Hamas, which has carried out dozens of suicide bombings in Israel during more than three years of fighting, said the rocket attacks were the first in what promised to be a painful reaction to the Israeli incursion.
The group's militant wing issued a statement calling on all its cells to carry out "huge martyrdom operations ... everywhere in Palestine," referring to suicide bombings in the West Bank, Gaza and Israel.
Hamas leader Abdel Aziz Rantisi posted a statement on the group's Web site promising "astounding retaliation."
While Hamas routinely vows retaliation for Israeli attacks, it rarely issues such widespread calls to arms. In the past, such language has often been followed quickly by violence.
Palestinian Prime Minister Ahmed Qureia said the Gaza incursion endangered efforts to revive long-stalled peace talks.
"We believe that these killings must stop immediately if the peace process is to go forward and bring results," Qureia said in Rome after talks with Italian Foreign Minister Franco Frattini.
As part of his unilateral disengagement plan if peace talks fail, Sharon has talked of removing up to 17 of 20 Israeli settlements in Gaza and imposing a temporary boundary in the West Bank. Israel captured the two areas in the 1967 Mideast war.

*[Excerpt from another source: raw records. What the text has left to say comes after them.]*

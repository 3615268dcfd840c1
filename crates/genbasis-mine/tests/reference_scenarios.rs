use genbasis_core::{Itemset, Rule, TransactionDataset};
use genbasis_mine::{
    count_itemsets, filter_rules, find_closed, find_generators, synthesize_rules,
};

fn set(items: &[&str]) -> Itemset {
    Itemset::new(items.iter().copied())
}

fn groceries() -> TransactionDataset {
    TransactionDataset::from_baskets(vec![
        vec!["bread", "milk"],
        vec!["milk", "butter"],
        vec!["bread", "butter"],
        vec!["bread", "milk", "butter"],
    ])
}

fn groceries_with_duplicates() -> TransactionDataset {
    TransactionDataset::from_baskets(vec![
        vec!["bread", "milk"],
        vec!["milk", "butter"],
        vec!["bread", "butter"],
        vec!["butter", "bread"],
        vec!["bread", "milk", "butter", "butter"],
    ])
}

fn with_generators() -> TransactionDataset {
    TransactionDataset::from_baskets(vec![
        vec!["a", "b"],
        vec!["a", "b"],
        vec!["a", "b", "c"],
        vec!["a", "b", "c"],
        vec!["a", "c"],
        vec!["c"],
    ])
}

fn closed_sets(dataset: &TransactionDataset, min_support: u64) -> Vec<Itemset> {
    find_closed(&count_itemsets(dataset), min_support)
        .into_iter()
        .map(|closed| closed.itemset)
        .collect()
}

fn candidate_rules(dataset: &TransactionDataset, min_support: u64) -> Vec<Rule> {
    let counts = count_itemsets(dataset);
    let closed = find_closed(&counts, min_support);
    let generators = find_generators(&closed, &counts, dataset.len(), 0.0);
    synthesize_rules(&generators, &closed, &counts, dataset.len())
}

#[test]
fn every_grocery_itemset_is_closed_at_support_one() {
    let closed = find_closed(&count_itemsets(&groceries()), 1);
    assert_eq!(closed.len(), 7);

    for closed in &closed {
        let expected = match closed.itemset.len() {
            1 => 3,
            2 => 2,
            3 => 1,
            _ => unreachable!("unexpected itemset {}", closed.itemset),
        };
        assert_eq!(closed.support, expected, "support of {}", closed.itemset);
    }
}

#[test]
fn grocery_triple_drops_out_at_support_two() {
    let closed = closed_sets(&groceries(), 2);
    assert_eq!(closed.len(), 6);
    assert!(!closed.contains(&set(&["bread", "milk", "butter"])));
    assert!(closed.contains(&set(&["bread", "milk"])));
    assert!(closed.contains(&set(&["butter"])));
}

#[test]
fn duplicated_items_do_not_inflate_counts() {
    let closed = closed_sets(&groceries_with_duplicates(), 2);
    assert_eq!(closed.len(), 6);
    assert!(!closed.contains(&set(&["bread", "milk", "butter"])));
}

#[test]
fn only_singletons_are_closed_at_support_three() {
    let closed = closed_sets(&groceries(), 3);
    assert_eq!(closed.len(), 3);
    assert!(closed.iter().all(|itemset| itemset.len() == 1));
}

#[test]
fn nothing_is_closed_above_every_count() {
    assert!(closed_sets(&groceries(), 4).is_empty());
}

#[test]
fn closed_sets_with_absorbed_items() {
    let closed = closed_sets(&with_generators(), 3);
    assert_eq!(closed.len(), 4);
    for expected in [set(&["a"]), set(&["c"]), set(&["a", "b"]), set(&["a", "c"])] {
        assert!(closed.contains(&expected), "missing {expected}");
    }
    for excluded in [set(&["b"]), set(&["b", "c"]), set(&["a", "b", "c"])] {
        assert!(!closed.contains(&excluded), "unexpected {excluded}");
    }
}

#[test]
fn grocery_closed_sets_have_no_generators() {
    let dataset = groceries();
    let counts = count_itemsets(&dataset);
    let closed = find_closed(&counts, 2);
    let generators = find_generators(&closed, &counts, dataset.len(), 0.0);

    assert_eq!(generators.len(), 6);
    assert_eq!(generators.generator_count(), 0);
    assert!(candidate_rules(&dataset, 2).is_empty());
}

#[test]
fn b_generates_ab() {
    let dataset = with_generators();
    let counts = count_itemsets(&dataset);
    let closed = find_closed(&counts, 3);
    let generators = find_generators(&closed, &counts, dataset.len(), 0.0);

    for entry in &generators {
        if entry.closed == set(&["a", "b"]) {
            assert_eq!(entry.generators, vec![set(&["b"])]);
        } else {
            assert!(entry.generators.is_empty(), "{} has generators", entry.closed);
        }
    }
}

#[test]
fn single_rule_at_support_three() {
    let rules = candidate_rules(&with_generators(), 3);
    assert_eq!(
        rules,
        vec![Rule {
            generator: set(&["b"]),
            consequent: set(&["a"]),
            support: 4.0 / 6.0,
            confidence: 1.0,
        }]
    );
}

#[test]
fn two_rules_at_support_two_in_closed_order() {
    let rules = candidate_rules(&with_generators(), 2);
    assert_eq!(rules.len(), 2);

    assert_eq!(rules[0].generator, set(&["b"]));
    assert_eq!(rules[0].consequent, set(&["a"]));
    assert_eq!(rules[0].support, 4.0 / 6.0);
    assert_eq!(rules[0].confidence, 1.0);

    assert_eq!(rules[1].generator, set(&["b", "c"]));
    assert_eq!(rules[1].consequent, set(&["a"]));
    assert_eq!(rules[1].support, 2.0 / 6.0);
    assert_eq!(rules[1].confidence, 1.0);
}

#[test]
fn filtering_keeps_the_general_rule() {
    let rules = candidate_rules(&with_generators(), 3);
    let filtered = filter_rules(&rules, 0.2, 0.5);
    assert_eq!(filtered.len(), 1);
    assert_eq!(filtered[0].generator, set(&["b"]));
    assert_eq!(filtered[0].consequent, set(&["a"]));
}

#[test]
fn high_rule_support_filters_everything() {
    let rules = candidate_rules(&with_generators(), 3);
    assert!(filter_rules(&rules, 0.9, 0.5).is_empty());
}

#[test]
fn redundant_specialisation_is_removed() {
    let rules = candidate_rules(&with_generators(), 2);
    for min_rule_support in [0.01, 0.2] {
        let filtered = filter_rules(&rules, min_rule_support, 0.5);
        assert_eq!(filtered, vec![rules[0].clone()]);
    }
}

The Gaza withdrawal plan has raised concerns in Israel that a pullout would be viewed by Palestinians as a reward for violence.
Addressing these concerns, Defense Minister Shaul Mofaz plans to keep troops stationed in the Gush Katif bloc of settlements in Gaza after a withdrawal, the Haaretz newspaper reported Wednesday.
The paper said Mofaz believes Gush Katif could be used to continue to carry out army operations against militants and as a "bargaining chip" in future talks with the Palestinians.